TASK INSTRUCTIONS: Please retype, unchanged, each line from the top of the material below through the line where "use crate::inputs::tb::hiv_class;" appears.

RECORDS:
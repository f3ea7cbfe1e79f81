//! Step 5: TB natural history - infection, activation, relapse,
//! self-cure, active-disease mortality, tracker upkeep.

use tsukihi_core::prob::prob_rate_multiply;
use tsukihi_core::sampling::categorical_index;

use crate::inputs::tb::hiv_class;
use crate::types::{DeathCause, HivState, TbState, TbStrain, TbTracker};

use super::UpdaterCtx;

/// Entry TB state, strain and trackers.
pub(crate) fn initial(ctx: &mut UpdaterCtx) {
    if !ctx.sim.tb.enable {
        return;
    }
    let u = ctx.patient.rng.uniform();
    let state_idx = categorical_index(&ctx.sim.tb.initial_state_dist, u).unwrap_or(0);
    let state = [
        TbState::Uninfected,
        TbState::Latent,
        TbState::ActivePulmonary,
        TbState::ActiveExtrapulmonary,
        TbState::PreviouslyTreated,
        TbState::TreatmentDefault,
    ][state_idx];
    ctx.patient.tb.state = state;
    if state != TbState::Uninfected {
        let u = ctx.patient.rng.uniform();
        let strain_idx = categorical_index(&ctx.sim.tb.initial_strain_dist, u).unwrap_or(0);
        ctx.patient.tb.strain = [TbStrain::Ds, TbStrain::Mdr, TbStrain::Xdr][strain_idx];
        ctx.patient.tb.month_of_infection = Some(0);
    }
    match state {
        TbState::Latent => {
            let reactive = ctx.patient.rng.event(ctx.sim.tb.prob_immune_reactive);
            ctx.patient.tb.set_tracker(TbTracker::ImmuneReactive, reactive);
        }
        TbState::ActivePulmonary | TbState::ActiveExtrapulmonary => {
            ctx.patient.tb.ever_had_tb = true;
            set_active_trackers(ctx, state);
            ctx.patient.tb.month_of_state_change = Some(0);
        }
        TbState::PreviouslyTreated | TbState::TreatmentDefault => {
            // Entrants with a treatment history are assumed one course in.
            ctx.patient.tb.ever_had_tb = true;
            ctx.patient.tb.ever_on_treatment = true;
            ctx.patient.tb.month_of_treatment_stop = Some(0);
            ctx.patient.tb.month_of_initial_treatment_stop = Some(0);
        }
        _ => {}
    }
}

pub(crate) fn monthly(ctx: &mut UpdaterCtx) {
    if !ctx.sim.tb.enable {
        return;
    }
    match ctx.patient.tb.state {
        TbState::Uninfected => roll_infection(ctx, false),
        TbState::Latent => {
            if !roll_activation(ctx) {
                roll_infection(ctx, true);
            }
        }
        TbState::ActivePulmonary | TbState::ActiveExtrapulmonary => {
            apply_active_disease(ctx);
        }
        TbState::PreviouslyTreated | TbState::TreatmentDefault => {
            if !roll_relapse(ctx) {
                roll_infection(ctx, true);
            }
        }
    }
}

fn patient_hiv_class(ctx: &UpdaterCtx) -> usize {
    hiv_class(
        ctx.patient.disease.hiv_state != HivState::Negative,
        ctx.patient.disease.cd4_strata(),
    )
}

/// Combined anti-infection multiplier from proph and recent treatment.
fn infection_protection(ctx: &UpdaterCtx) -> f64 {
    let month = ctx.month();
    let tb = &ctx.patient.tb;
    let mut mult = 1.0;
    if tb.on_proph {
        if let Some(line) = ctx.sim.tb.proph.lines.get(tb.proph_line) {
            mult *= line.infection_multiplier;
        }
    } else if let Some(stop) = tb.month_of_proph_stop {
        if let Some(line) = ctx.sim.tb.proph.lines.get(tb.proph_line) {
            if month < stop + line.decay_horizon_months {
                mult *= line.post_infection_multiplier;
            }
        }
    }
    if let Some(stop) = tb.month_of_treatment_stop {
        if let Some(treat) = ctx.sim.tb.treatments.get(tb.treatment_line) {
            if month < stop + treat.efficacy_horizon {
                mult *= treat.anti_infection_multiplier;
            }
        }
    }
    mult
}

/// Infection (or reinfection from latent/history states).
fn roll_infection(ctx: &mut UpdaterCtx, reinfection: bool) {
    let month = ctx.month();
    let class = patient_hiv_class(ctx);
    let base = ctx
        .sim
        .tb
        .infection_prob(ctx.patient.general.age_months, class);
    if base <= 0.0 {
        return;
    }
    let mut mult = ctx.sim.tb.calendar_multiplier(month) * infection_protection(ctx);
    if reinfection {
        mult *= ctx.sim.tb.reinfection_multiplier;
        if ctx.patient.tb.on_proph {
            if let Some(line) = ctx.sim.tb.proph.lines.get(ctx.patient.tb.proph_line) {
                mult *= line.reinfection_multiplier[ctx.patient.tb.strain.index()];
            }
        }
    }
    let prob = prob_rate_multiply(base, mult);
    if !ctx.patient.rng.event(prob) {
        return;
    }
    let u = ctx.patient.rng.uniform();
    let strain_idx = categorical_index(&ctx.sim.tb.infection_strain_dist, u).unwrap_or(0);
    let tb = &mut ctx.patient.tb;
    tb.strain = [TbStrain::Ds, TbStrain::Mdr, TbStrain::Xdr][strain_idx];
    if tb.state == TbState::Uninfected {
        tb.state = TbState::Latent;
        tb.month_of_state_change = Some(month);
    }
    tb.month_of_infection = Some(month);
    let reactive = ctx.patient.rng.event(ctx.sim.tb.prob_immune_reactive);
    ctx.patient.tb.set_tracker(TbTracker::ImmuneReactive, reactive);
    ctx.stats.num_tb_infections += 1;
    ctx.trace(if reinfection {
        "TB REINFECTION"
    } else {
        "TB INFECTION"
    });
}

/// Latent disease may activate; two-stage by time since infection.
fn roll_activation(ctx: &mut UpdaterCtx) -> bool {
    let month = ctx.month();
    let infected = match ctx.patient.tb.month_of_infection {
        Some(m) => m,
        None => return false,
    };
    let class = patient_hiv_class(ctx);
    let base = if month - infected < ctx.sim.tb.early_activation_months {
        ctx.sim.tb.prob_activation_early[class]
    } else {
        ctx.sim.tb.prob_activation_late[class]
    };
    if base <= 0.0 {
        return false;
    }
    let mut mult = ctx.sim.tb.calendar_multiplier(month);
    let tb = &ctx.patient.tb;
    if tb.on_proph {
        if let Some(line) = ctx.sim.tb.proph.lines.get(tb.proph_line) {
            mult *= line.activation_multiplier[tb.strain.index()];
        }
    } else if let Some(stop) = tb.month_of_proph_stop {
        if let Some(line) = ctx.sim.tb.proph.lines.get(tb.proph_line) {
            if month < stop + line.decay_horizon_months {
                mult *= line.post_activation_multiplier[tb.strain.index()];
            }
        }
    }
    if let Some(stop) = tb.month_of_treatment_stop {
        if let Some(treat) = ctx.sim.tb.treatments.get(tb.treatment_line) {
            if month < stop + treat.efficacy_horizon {
                mult *= treat.anti_activation_multiplier;
            }
        }
    }
    let prob = prob_rate_multiply(base, mult);
    if !ctx.patient.rng.event(prob) {
        return false;
    }
    activate_disease(ctx);
    false
}

/// Pulmonary/extrapulmonary split and tracker draws on activation.
fn activate_disease(ctx: &mut UpdaterCtx) {
    let month = ctx.month();
    let pulmonary = ctx.patient.rng.event(ctx.sim.tb.pulmonary_fraction);
    let state = if pulmonary {
        TbState::ActivePulmonary
    } else {
        TbState::ActiveExtrapulmonary
    };
    ctx.patient.tb.state = state;
    ctx.patient.tb.month_of_state_change = Some(month);
    ctx.patient.tb.ever_had_tb = true;
    set_active_trackers(ctx, state);
    ctx.stats.num_tb_activations += 1;
    ctx.trace(format!("TB ACTIVATION {}", state.label()));
}

fn set_active_trackers(ctx: &mut UpdaterCtx, state: TbState) {
    if state == TbState::ActivePulmonary {
        let class = patient_hiv_class(ctx);
        let high = ctx.patient.rng.event(ctx.sim.tb.prob_sputum_high[class]);
        ctx.patient.tb.set_tracker(TbTracker::SputumHigh, high);
    }
    let symptoms = ctx
        .patient
        .rng
        .event(ctx.sim.tb.prob_symptoms_on_activation);
    ctx.patient.tb.set_tracker(TbTracker::Symptoms, symptoms);
}

/// Active disease: self-cure and the monthly mortality contribution.
fn apply_active_disease(ctx: &mut UpdaterCtx) {
    let month = ctx.month();
    let started = ctx.patient.tb.month_of_state_change.unwrap_or(0);
    if ctx.sim.tb.enable_self_cure
        && ctx.sim.tb.months_to_self_cure > 0
        && month.saturating_sub(started) >= ctx.sim.tb.months_to_self_cure
        && !ctx.patient.tb.on_treatment
        && !ctx.patient.tb.on_empiric_treatment
    {
        let tb = &mut ctx.patient.tb;
        tb.state = TbState::PreviouslyTreated;
        tb.self_cured = true;
        tb.month_of_state_change = Some(month);
        tb.month_of_treatment_stop = Some(month);
        tb.set_tracker(TbTracker::Symptoms, false);
        tb.set_tracker(TbTracker::SputumHigh, false);
        ctx.stats.num_tb_self_cures += 1;
        ctx.trace("TB SELF CURE");
        return;
    }
    let class = patient_hiv_class(ctx);
    let mut drr = match ctx.patient.tb.state {
        TbState::ActivePulmonary => ctx.sim.tb.active_pulm_death_rate_ratio[class],
        _ => ctx.sim.tb.active_extrapulm_death_rate_ratio[class],
    };
    if ctx.patient.tb.on_treatment || ctx.patient.tb.on_empiric_treatment {
        drr *= ctx.sim.tb.treatment_mortality_multiplier;
    }
    if drr > 1.0 {
        ctx.add_mortality_risk(DeathCause::Tb, drr);
    }
}

/// Relapse from the previously-treated and default states.
fn roll_relapse(ctx: &mut UpdaterCtx) -> bool {
    let month = ctx.month();
    let relapse = &ctx.sim.tb.relapse;
    let stopped = match ctx.patient.tb.month_of_treatment_stop {
        Some(m) => m,
        None => return false,
    };
    let since = month.saturating_sub(stopped);
    if since < relapse.threshold_months {
        return false;
    }
    let mut rate = relapse.base_rate * (since.max(1) as f64).powf(relapse.exponent);
    rate *= relapse.hiv_class_multiplier[patient_hiv_class(ctx)];
    if ctx.patient.tb.state == TbState::TreatmentDefault {
        rate *= relapse.default_multiplier;
    }
    if since < relapse.efficacy_horizon {
        if let Some(treat) = ctx.sim.tb.treatments.get(ctx.patient.tb.treatment_line) {
            rate *= treat.anti_relapse_multiplier;
        }
    }
    let prob = tsukihi_core::prob::rate_to_prob(rate * ctx.sim.tb.calendar_multiplier(month));
    if !ctx.patient.rng.event(prob) {
        return false;
    }
    activate_disease(ctx);
    ctx.stats.num_tb_relapses += 1;
    ctx.trace("TB RELAPSE");
    true
}

#[cfg(test)]
mod tests {
    use super::*;
    use crate::inputs::tb::{TbInfectionBin, HIV_CLASSES};
    use crate::inputs::{InputFile, SimContext};
    use crate::rng::SimRng;
    use crate::state::Patient;
    use crate::stats::{CostStats, RunStats};
    use crate::trace::Tracer;

    fn tb_input() -> InputFile {
        let mut input = InputFile::default();
        input.tb.enable = true;
        input
    }

    fn run_monthly(sim: &SimContext, patient: &mut Patient) -> RunStats {
        let mut stats = RunStats::new(sim);
        let mut costs = CostStats::new(sim);
        let mut tracer = Tracer::disabled();
        let mut ctx = UpdaterCtx::new(patient, sim, &mut stats, &mut costs, &mut tracer);
        monthly(&mut ctx);
        stats
    }

    #[test]
    fn test_certain_infection_goes_latent() {
        let mut input = tb_input();
        input.tb.infection = vec![TbInfectionBin {
            max_age_months: 10_000,
            prob: [1.0; HIV_CLASSES],
        }];
        let sim = SimContext::from_input(input);
        let mut patient = Patient::new(0, &sim, SimRng::new(0));
        let stats = run_monthly(&sim, &mut patient);
        assert_eq!(patient.tb.state, TbState::Latent);
        assert_eq!(stats.num_tb_infections, 1);
    }

    #[test]
    fn test_certain_activation_splits_pulmonary() {
        let mut input = tb_input();
        input.tb.prob_activation_early = [1.0; HIV_CLASSES];
        input.tb.pulmonary_fraction = 1.0;
        input.tb.prob_sputum_high = [1.0; HIV_CLASSES];
        let sim = SimContext::from_input(input);
        let mut patient = Patient::new(0, &sim, SimRng::new(0));
        patient.tb.state = TbState::Latent;
        patient.tb.month_of_infection = Some(0);
        let stats = run_monthly(&sim, &mut patient);
        assert_eq!(patient.tb.state, TbState::ActivePulmonary);
        assert!(patient.tb.tracker(TbTracker::SputumHigh));
        assert_eq!(stats.num_tb_activations, 1);
    }

    #[test]
    fn test_active_tb_adds_mortality_risk() {
        let mut input = tb_input();
        input.tb.active_pulm_death_rate_ratio = [3.0; HIV_CLASSES];
        let sim = SimContext::from_input(input);
        let mut patient = Patient::new(0, &sim, SimRng::new(0));
        patient.tb.state = TbState::ActivePulmonary;
        patient.tb.month_of_state_change = Some(0);
        run_monthly(&sim, &mut patient);
        assert_eq!(patient.disease.mortality_risks.len(), 1);
        assert!(matches!(
            patient.disease.mortality_risks[0].cause,
            DeathCause::Tb
        ));
    }

    #[test]
    fn test_self_cure_moves_to_previously_treated() {
        let mut input = tb_input();
        input.tb.enable_self_cure = true;
        input.tb.months_to_self_cure = 6;
        let sim = SimContext::from_input(input);
        let mut patient = Patient::new(0, &sim, SimRng::new(0));
        patient.tb.state = TbState::ActivePulmonary;
        patient.tb.month_of_state_change = Some(0);
        patient.tb.set_tracker(TbTracker::Symptoms, true);
        patient.general.month = 6;
        let stats = run_monthly(&sim, &mut patient);
        assert_eq!(patient.tb.state, TbState::PreviouslyTreated);
        assert!(patient.tb.self_cured);
        assert!(!patient.tb.tracker(TbTracker::Symptoms));
        assert_eq!(stats.num_tb_self_cures, 1);
    }

    #[test]
    fn test_relapse_respects_threshold() {
        let mut input = tb_input();
        input.tb.relapse.base_rate = 100.0;
        input.tb.relapse.exponent = 0.0;
        input.tb.relapse.threshold_months = 12;
        let sim = SimContext::from_input(input);
        let mut patient = Patient::new(0, &sim, SimRng::new(0));
        patient.tb.state = TbState::PreviouslyTreated;
        patient.tb.month_of_treatment_stop = Some(0);
        patient.general.month = 6;
        run_monthly(&sim, &mut patient);
        assert_eq!(patient.tb.state, TbState::PreviouslyTreated);
        patient.general.month = 12;
        let stats = run_monthly(&sim, &mut patient);
        assert!(patient.tb.state.is_active());
        assert_eq!(stats.num_tb_relapses, 1);
    }
}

WRITTEN RESPONSE:
repository f3ea7cbfe1e79f81
//! Step 5: TB natural history - infection, activation, relapse,
//! self-cure, active-disease mortality, tracker upkeep.

use tsukihi_core::prob::prob_rate_multiply;
use tsukihi_core::sampling::categorical_index;

use crate::inputs::tb::hiv_class;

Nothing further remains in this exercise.